Ona atfedilen ‘büyük işlere’ bakınca kendimi kumda oynayan çocuklar gibi hissediyorum.

Son dönemdeki olayları organize ettiği gerekçesiyle birkaç yıldır yaptığı seyahatler mercek altında.

AK Partili medya soruyor: “Söyle bakalım, Mısır’a niçin gittin?” Memet Ali Alabora da can havliyle bütün uçak saatlerinin ayrıntılarını, hangi saatte hangi restoranda yemek yediğini, tekneyle denize açıldığını, orada nasıl yüzdüğünü uzun uzun anlatıyor.

Beni en çok üzen de yaptığı bu açıklamalarla hakkındaki komplo teorilerinden kurtulacağını düşünmesi.

Kendisine karşı yürütülen kampanyaya takındığı tutuma bakılınca, ne kadar light ve kibar bir muhalif olduğu anlaşılıyor.

Valla ne yalan söyleyeyim Memet Ali Alabora’ya "Mısır’a niçin gittin?” diye sorulduğunu görünce küçük bir ürperti hissettim.

Neden mi? Anlatayım.

Son zamanlarda arkadaşlarla çok sık yurtdışı seyahatine çıkıyoruz.
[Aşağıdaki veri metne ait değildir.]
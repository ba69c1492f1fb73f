// Session management
// Owns the single hub connection for this UI instance

pub mod manager;
#[cfg(test)]
pub mod mock;

pub use manager::SessionManager;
Gittiğimiz ülkeler arasında ABD de var, İngiltere de.

Sık seyahatlerimiz hakkında arkadaşlarla şöyle espriler yapardık.

Bir gün CIA bizi bir ülkede durdurup soracak: "Nedir sizin bu aceleniz, ne oluyor, kime çalışıyorsunuz da bu kadar kısa aralıklarla sizi farklı ülkelerde görüyoruz?"

Sonra kendimize sorardık: "Hakikaten böyle bir şey olsa ne cevap vereceğiz? Geziyoruz desek inanırlar mı?"

Memet Ali Alabora’ya sordukları soruları  görünce “CIA’ya gerek yok, yarın öbür gün iktidara yakın medya sorsa ne cevap vereceğiz ki” dedim kendi kendime

Mesela bana sorsalar “Söyle bakalım 10 ay önce Londra’da 20 gün kaldın, ne yaptın?" Ne cevap vereceğim?

“Her gün yürüdüm, parkları dolaştım, tiyatroya gittim” desem bile buna kim inanır ki.

Ya da “Londra’dan sonra  geçen ay bir de St Petersburg’a gitmişsin.  Hayrola ne işin vardı St. Petersburg’da?” deseler nasıl açıklayacağım? “Müzeleri gezdim, şehrin mimarisine hayran kaldım, o nedenle sokaklarda dolaşıp durdum” desem inanırlar mı?

GARDROPTAKİ YABANCI 

Kadının tren yoluna yakın evindeki gardırop tren her geçtiğinde büyük bir gürültü yaparmış.

Sık sık tamir ettirmesine rağmen arıza devam ediyormuş.

Kocasının yurtdışına çıkacağı bir gün o da marangozu çağırıp bu probleme köklü bir çözüm bulmaya karar vermiş. Kocasını havaalanına yolcu ettikten sonra marangozu çağırmış:

Marangoz efendi bu dolabı sık sık tamir ediyorsun ama tren geçtiğinde çıkardığı gürültüden çok rahatsız oluyoruz, lütfen şunu iyice sağlamlaştır.”

Marangoz da "Sizin ne dediğinizi tam olarak anlayabilmem için en iyisi ben dolabın içine girip trenin geçmesini bekleyeyim. Tren geçince ne olduğunu daha iyi anlarım"  demiş.

Marangoz dolabının içine girmiş ve başlamış beklemeye.

Kadın ise kahvaltı sonrası bekleyen işlerini yapmak üzere ev işlerine koyulmuş.

Tam o sırada kapı çalınmış ve yurtdışına gitmek üzere yola çıkan koca, giydiği takım elbiseyi değiştirmek üzere eve dönmüş.

Eşi kapıyı açar açmaz adam zaman darlığından aceleyle doğru yatak odasındaki gardıroba  girmiş. Kapıyı açtığında birde ne görsün, içeride bir adam var.

Büyük bir öfke ve şaşkınlıkla marangoza sormuş:

"Söyle bakalım ne yapıyorsun burada?"

Adam biraz korkuyla, biraz şaşkınlıkla ve mahcup bir yüz ifadesiyle cevap vermiş:

"Şimdi ben size burada tren bekliyorum desem inanacak mısınız?"